Resolved Slave DNS Manager Extension security

[Branko]

Hello,

I have installed Slave DNS Manager Extension and set it up successfully. Everything is working great.
But, there is only one thing that bothers me.
When I run DNS test on mxtoolbox.com it warns "Open Zone Transfer Detected" for Slave Server.

I followed the exact instructions that are given in the extension and Plesk documentation. And I did not add anything else to /etc/bind/named.conf.options besides what was given by extension instructions.

Should I ignore that mxtoolbox.com warning?

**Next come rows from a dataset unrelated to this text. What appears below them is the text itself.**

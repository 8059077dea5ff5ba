use scraper::{ElementRef, Html, Selector};

use crate::errors::{Result, ScrapeError};
use crate::models::record::RawRow;

// 历史数据表格的结构签名：按稳定的id/class定位，不依赖表格在页面中的位置
const TABLE_SIGNATURE: &str = "table#curr_table, table.historicalTbl";

/// 在文档中定位历史数据表格，按文档顺序返回其数据行
///
/// 数据行取自tbody，表头（thead）和装饰行按结构排除；
/// 找不到符合签名的表格时返回`TableNotFound`，而不是空结果。
pub fn locate(document: &Html) -> Result<Vec<RawRow>> {
    let table_selector = Selector::parse(TABLE_SIGNATURE).unwrap();
    let row_selector = Selector::parse("tbody tr").unwrap();
    let cell_selector = Selector::parse("td").unwrap();

    let table = document
        .select(&table_selector)
        .next()
        .ok_or(ScrapeError::TableNotFound)?;

    let mut rows = Vec::new();
    for tr in table.select(&row_selector) {
        let cells: RawRow = tr
            .select(&cell_selector)
            .map(|td| cell_text(&td))
            .collect();

        // th表头行和没有数据单元格的行不产生RawRow
        if cells.is_empty() {
            continue;
        }
        rows.push(cells);
    }

    Ok(rows)
}

// 合并单元格内的文本节点并规范化空白
fn cell_text(element: &ElementRef) -> String {
    element
        .text()
        .collect::<String>()
        .split_whitespace()
        .collect::<Vec<_>>()
        .join(" ")
}

#[cfg(test)]
mod tests {
    use super::*;

    #[test]
    fn locates_table_by_signature() {
        let html = r#"
            <html><body>
            <div class="ad-banner">noise</div>
            <table id="curr_table" class="genTbl closedTbl historicalTbl">
              <thead><tr><th>Date</th><th>Price</th></tr></thead>
              <tbody>
                <tr><td>Mar 01, 2019</td><td>623.50</td></tr>
                <tr><td>Feb 28, 2019</td><td>619.75</td></tr>
              </tbody>
            </table>
            </body></html>"#;
        let document = Html::parse_document(html);
        let rows = locate(&document).unwrap();
        assert_eq!(rows.len(), 2);
        assert_eq!(rows[0], vec!["Mar 01, 2019", "623.50"]);
        assert_eq!(rows[1], vec!["Feb 28, 2019", "619.75"]);
    }

    #[test]
    fn header_rows_excluded_by_structure_not_position() {
        // 表头不在第一行也不会混入数据行
        let html = r#"
            <table id="curr_table">
              <thead>
                <tr><th colspan="2">Banner inserted above the header</th></tr>
                <tr><th>Date</th><th>Price</th></tr>
              </thead>
              <tbody>
                <tr><td>Mar 01, 2019</td><td>623.50</td></tr>
              </tbody>
            </table>"#;
        let document = Html::parse_document(html);
        let rows = locate(&document).unwrap();
        assert_eq!(rows.len(), 1);
        assert_eq!(rows[0][0], "Mar 01, 2019");
    }

    #[test]
    fn missing_table_is_not_an_empty_sequence() {
        let html = "<html><body><table class=\"other\"><tr><td>x</td></tr></table></body></html>";
        let document = Html::parse_document(html);
        assert!(matches!(locate(&document), Err(ScrapeError::TableNotFound)));
    }

    #[test]
    fn normalizes_whitespace_inside_cells() {
        let html = r#"
            <table id="curr_table"><tbody>
              <tr><td>  Mar 01,
                  2019 </td><td><span>623.50</span></td></tr>
            </tbody></table>"#;
        let document = Html::parse_document(html);
        let rows = locate(&document).unwrap();
        assert_eq!(rows[0], vec!["Mar 01, 2019", "623.50"]);
    }
}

Is Slave Server protected from third-party zone transfer?
Or I should add some more lines to /etc/bind/named.conf.options for security?

This is the content of my /etc/bind/named.conf.options:

options {
directory "/var/cache/bind";

dnssec-validation auto;

auth-nxdomain no; # conform to RFC1035
listen-on-v6 { any; };
allow-new-zones yes;
};

key "rndc-key-(My Master Server IP)" {
algorithm hmac-md5;
secret "(my-secret-key)";
};

controls {
inet * port 953 allow { (My Master Server IP); 127.0.0.1; } keys { "rndc-key-(My Master Server IP)"; };
};​

Thank you in advance.

 

[AYamshanov]

Hi Branco,

What OS/version installed on slave DNS server? Bind version?

 

[Branko]

Hi AYamshanov, thank you for replying.

Slave server OS/version is Ubuntu 16.04 64bit
Bind version is BIND 9.10.3-P4-Ubuntu

 

[AYamshanov]

I have checked in the same environment.

The Slave DNS Manager suggest minimal required configuration changes.
Bind server with default settings on Ubuntu allows zone transfer, it is true. If you want disable it, put next code into "options" section of "/etc/bind/named.conf.options" and restart bind server ("systemctl restart bind9.service")

allow-transfer { "none"; };

 

[Branko]

Thank you very much!

Done what you said and, yes, now is everything ok.

Have a very nice day!